═════ Data extracts ═════

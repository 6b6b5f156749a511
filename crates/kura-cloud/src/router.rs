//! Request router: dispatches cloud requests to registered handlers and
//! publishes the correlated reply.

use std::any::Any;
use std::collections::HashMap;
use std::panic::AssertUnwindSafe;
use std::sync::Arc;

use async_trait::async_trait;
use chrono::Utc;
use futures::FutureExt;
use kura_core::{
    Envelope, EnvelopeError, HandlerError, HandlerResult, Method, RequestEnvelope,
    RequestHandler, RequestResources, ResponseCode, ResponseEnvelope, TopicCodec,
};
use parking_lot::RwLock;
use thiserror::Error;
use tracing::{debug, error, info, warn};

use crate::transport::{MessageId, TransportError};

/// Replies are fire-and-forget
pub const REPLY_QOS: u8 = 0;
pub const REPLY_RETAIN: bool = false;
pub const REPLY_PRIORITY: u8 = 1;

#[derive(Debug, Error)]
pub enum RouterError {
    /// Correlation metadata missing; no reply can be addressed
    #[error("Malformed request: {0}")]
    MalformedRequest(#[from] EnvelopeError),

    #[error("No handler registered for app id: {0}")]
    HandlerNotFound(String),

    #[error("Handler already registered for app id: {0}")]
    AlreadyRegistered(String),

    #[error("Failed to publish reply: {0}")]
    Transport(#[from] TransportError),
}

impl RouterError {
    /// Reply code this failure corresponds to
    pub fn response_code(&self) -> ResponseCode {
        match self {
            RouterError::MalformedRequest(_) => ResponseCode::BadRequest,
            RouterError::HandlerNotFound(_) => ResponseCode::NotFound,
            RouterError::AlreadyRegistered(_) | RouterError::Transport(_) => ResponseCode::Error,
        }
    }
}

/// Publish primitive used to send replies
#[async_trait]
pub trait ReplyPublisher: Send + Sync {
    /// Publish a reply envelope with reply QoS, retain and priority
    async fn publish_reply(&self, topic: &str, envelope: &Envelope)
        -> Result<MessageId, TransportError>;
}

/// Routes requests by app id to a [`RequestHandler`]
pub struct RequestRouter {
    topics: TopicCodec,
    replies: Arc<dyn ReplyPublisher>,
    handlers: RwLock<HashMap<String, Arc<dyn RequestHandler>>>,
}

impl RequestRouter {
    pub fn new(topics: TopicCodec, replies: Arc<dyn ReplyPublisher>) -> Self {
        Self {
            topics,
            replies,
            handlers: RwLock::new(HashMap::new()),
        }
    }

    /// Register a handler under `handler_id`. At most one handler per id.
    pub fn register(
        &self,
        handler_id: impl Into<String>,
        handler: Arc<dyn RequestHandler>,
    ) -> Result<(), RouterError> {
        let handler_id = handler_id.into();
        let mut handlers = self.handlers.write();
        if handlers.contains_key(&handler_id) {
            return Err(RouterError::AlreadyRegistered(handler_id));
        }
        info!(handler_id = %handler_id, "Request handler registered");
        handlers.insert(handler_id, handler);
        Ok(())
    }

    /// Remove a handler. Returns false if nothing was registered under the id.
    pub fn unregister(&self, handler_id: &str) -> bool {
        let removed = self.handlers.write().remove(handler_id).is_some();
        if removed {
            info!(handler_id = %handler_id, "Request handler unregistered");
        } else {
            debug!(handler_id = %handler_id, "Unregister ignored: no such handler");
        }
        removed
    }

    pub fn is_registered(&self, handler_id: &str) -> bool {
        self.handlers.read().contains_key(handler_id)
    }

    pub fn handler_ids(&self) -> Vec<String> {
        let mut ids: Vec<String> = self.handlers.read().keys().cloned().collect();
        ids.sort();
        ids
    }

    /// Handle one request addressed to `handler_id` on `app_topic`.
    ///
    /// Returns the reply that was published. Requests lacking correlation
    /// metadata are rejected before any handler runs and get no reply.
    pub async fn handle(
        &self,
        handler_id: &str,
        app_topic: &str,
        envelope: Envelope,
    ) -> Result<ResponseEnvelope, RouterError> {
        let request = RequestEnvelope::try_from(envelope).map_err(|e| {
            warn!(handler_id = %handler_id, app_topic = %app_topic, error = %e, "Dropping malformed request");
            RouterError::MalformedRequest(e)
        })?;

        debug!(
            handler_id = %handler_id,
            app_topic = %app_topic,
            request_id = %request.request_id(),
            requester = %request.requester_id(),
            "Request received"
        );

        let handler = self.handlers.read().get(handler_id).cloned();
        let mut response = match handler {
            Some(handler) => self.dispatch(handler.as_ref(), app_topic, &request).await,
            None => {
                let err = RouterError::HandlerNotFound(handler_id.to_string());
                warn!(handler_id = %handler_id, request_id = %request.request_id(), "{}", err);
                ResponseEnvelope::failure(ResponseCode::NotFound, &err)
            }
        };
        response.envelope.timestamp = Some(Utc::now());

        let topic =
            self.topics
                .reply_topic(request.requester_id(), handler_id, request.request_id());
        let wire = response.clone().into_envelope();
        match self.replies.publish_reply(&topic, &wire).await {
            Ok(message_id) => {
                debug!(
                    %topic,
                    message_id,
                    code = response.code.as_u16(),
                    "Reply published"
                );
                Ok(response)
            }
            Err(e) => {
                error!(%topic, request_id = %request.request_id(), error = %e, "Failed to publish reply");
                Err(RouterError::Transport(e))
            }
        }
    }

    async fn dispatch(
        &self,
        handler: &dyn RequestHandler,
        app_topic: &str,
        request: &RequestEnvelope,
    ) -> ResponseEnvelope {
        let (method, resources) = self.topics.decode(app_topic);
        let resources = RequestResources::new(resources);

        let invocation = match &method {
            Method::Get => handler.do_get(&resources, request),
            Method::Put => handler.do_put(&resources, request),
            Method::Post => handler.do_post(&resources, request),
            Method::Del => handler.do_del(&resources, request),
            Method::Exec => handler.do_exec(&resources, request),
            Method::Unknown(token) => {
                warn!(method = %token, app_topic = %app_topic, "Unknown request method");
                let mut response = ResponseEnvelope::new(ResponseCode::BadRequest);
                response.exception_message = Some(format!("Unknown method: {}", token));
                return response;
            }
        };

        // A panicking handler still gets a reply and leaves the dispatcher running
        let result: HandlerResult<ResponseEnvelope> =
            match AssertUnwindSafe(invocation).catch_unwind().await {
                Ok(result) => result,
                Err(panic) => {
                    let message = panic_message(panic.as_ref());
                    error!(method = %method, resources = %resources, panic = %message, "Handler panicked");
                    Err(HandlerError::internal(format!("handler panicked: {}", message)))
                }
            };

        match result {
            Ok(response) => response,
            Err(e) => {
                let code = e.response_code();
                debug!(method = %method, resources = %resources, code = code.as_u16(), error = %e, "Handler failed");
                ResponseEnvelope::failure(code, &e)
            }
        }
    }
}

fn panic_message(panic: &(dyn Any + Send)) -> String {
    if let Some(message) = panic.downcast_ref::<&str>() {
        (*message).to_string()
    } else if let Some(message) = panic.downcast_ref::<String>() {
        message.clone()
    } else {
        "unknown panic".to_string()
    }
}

═════

What belongs in the answer is each line of the data that has the word "metadata".

= Answer to the problem =
    /// Correlation metadata missing; no reply can be addressed
    /// metadata are rejected before any handler runs and get no reply.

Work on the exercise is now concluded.